* _What the exercise asks_:
How many of the lines below hold the word "adjusted"? Answer only with the number.

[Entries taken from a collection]
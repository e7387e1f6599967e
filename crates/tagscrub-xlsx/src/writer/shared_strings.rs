//! Appending to an existing shared-string table.
//!
//! Existing `<si>` entries are never rewritten: other cells, other sheets and
//! rich formatting may depend on them. New text is appended at the end and
//! the `count`/`uniqueCount` attributes on `<sst>` are kept consistent.

use ahash::AHashMap;
use quick_xml::events::{BytesStart, Event};
use quick_xml::reader::Reader;

use super::{escape_xml, text_element};
use crate::error::XlsxResult;
use crate::reader::strings::StringItem;

#[derive(Debug)]
pub(crate) struct SharedStringTable {
    /// False when the package has no table; callers then write inline strings
    available: bool,
    original_len: usize,
    /// Plain entries by text, first occurrence wins
    lookup: AHashMap<String, u32>,
    appended: Vec<String>,
    /// Net change in the number of `t="s"` cell references
    ref_delta: i64,
}

impl SharedStringTable {
    pub fn new(items: &[StringItem], available: bool) -> Self {
        let mut lookup = AHashMap::with_capacity(items.len());
        for (idx, item) in items.iter().enumerate() {
            if let Some(text) = item.plain_text() {
                lookup.entry(text.to_string()).or_insert(idx as u32);
            }
        }
        Self {
            available,
            original_len: items.len(),
            lookup,
            appended: Vec::new(),
            ref_delta: 0,
        }
    }

    /// Index of a plain entry holding `text`, appending one if needed.
    /// Counts as one new cell reference.
    pub fn reference(&mut self, text: &str) -> Option<u32> {
        if !self.available {
            return None;
        }
        let idx = match self.lookup.get(text) {
            Some(&idx) => idx,
            None => {
                let idx = (self.original_len + self.appended.len()) as u32;
                self.appended.push(text.to_string());
                self.lookup.insert(text.to_string(), idx);
                idx
            }
        };
        self.ref_delta += 1;
        Some(idx)
    }

    /// A `t="s"` cell was overwritten
    pub fn release(&mut self) {
        if self.available {
            self.ref_delta -= 1;
        }
    }

    pub fn is_dirty(&self) -> bool {
        !self.appended.is_empty() || self.ref_delta != 0
    }

    pub fn appended(&self) -> &[String] {
        &self.appended
    }

    /// Rewrite sharedStrings.xml: new `<si>` entries go just before `</sst>`
    /// and the counters on the root element are adjusted. Everything else is
    /// copied byte for byte.
    pub fn patch_xml(&self, xml: &[u8]) -> XlsxResult<Vec<u8>> {
        let mut reader = Reader::from_reader(xml);
        reader.trim_text(false);

        let mut out = Vec::with_capacity(xml.len() + self.appended.len() * 32);
        let mut copied = 0;
        let mut prefix = String::new();

        loop {
            let before = reader.buffer_position();
            match reader.read_event()? {
                Event::Start(e) if e.local_name().as_ref() == b"sst" => {
                    prefix = element_prefix(&e);
                    out.extend_from_slice(&xml[copied..before]);
                    out.extend_from_slice(self.root_tag(&e)?.as_bytes());
                    copied = reader.buffer_position();
                }
                Event::Empty(e) if e.local_name().as_ref() == b"sst" => {
                    prefix = element_prefix(&e);
                    out.extend_from_slice(&xml[copied..before]);
                    out.extend_from_slice(self.root_tag(&e)?.as_bytes());
                    out.extend_from_slice(self.new_items(&prefix).as_bytes());
                    out.extend_from_slice(format!("</{prefix}sst>").as_bytes());
                    copied = reader.buffer_position();
                }
                Event::End(e) if e.local_name().as_ref() == b"sst" => {
                    out.extend_from_slice(&xml[copied..before]);
                    out.extend_from_slice(self.new_items(&prefix).as_bytes());
                    copied = before;
                }
                Event::Eof => break,
                _ => {}
            }
        }
        out.extend_from_slice(&xml[copied..]);
        Ok(out)
    }

    fn new_items(&self, prefix: &str) -> String {
        self.appended
            .iter()
            .map(|text| format!("<{prefix}si>{}</{prefix}si>", text_element(prefix, text)))
            .collect()
    }

    /// The `<sst>` start tag with adjusted counters
    fn root_tag(&self, e: &BytesStart<'_>) -> XlsxResult<String> {
        let mut tag = format!("<{}", String::from_utf8_lossy(e.name().as_ref()));
        for attr in e.attributes() {
            let attr = attr?;
            let key = String::from_utf8_lossy(attr.key.as_ref()).into_owned();
            let value = attr.unescape_value()?;
            let value = match attr.key.local_name().as_ref() {
                b"count" => match value.trim().parse::<i64>() {
                    Ok(count) => (count + self.ref_delta).max(0).to_string(),
                    Err(_) => value.into_owned(),
                },
                b"uniqueCount" => (self.original_len + self.appended.len()).to_string(),
                _ => value.into_owned(),
            };
            tag.push_str(&format!(" {key}=\"{}\"", escape_xml(&value)));
        }
        tag.push('>');
        Ok(tag)
    }
}

/// `x:` for `<x:sst>`, empty for the default namespace
pub(crate) fn element_prefix(e: &BytesStart<'_>) -> String {
    match e.name().prefix() {
        Some(prefix) => format!("{}:", String::from_utf8_lossy(prefix.as_ref())),
        None => String::new(),
    }
}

* _Answer to this problem_:
2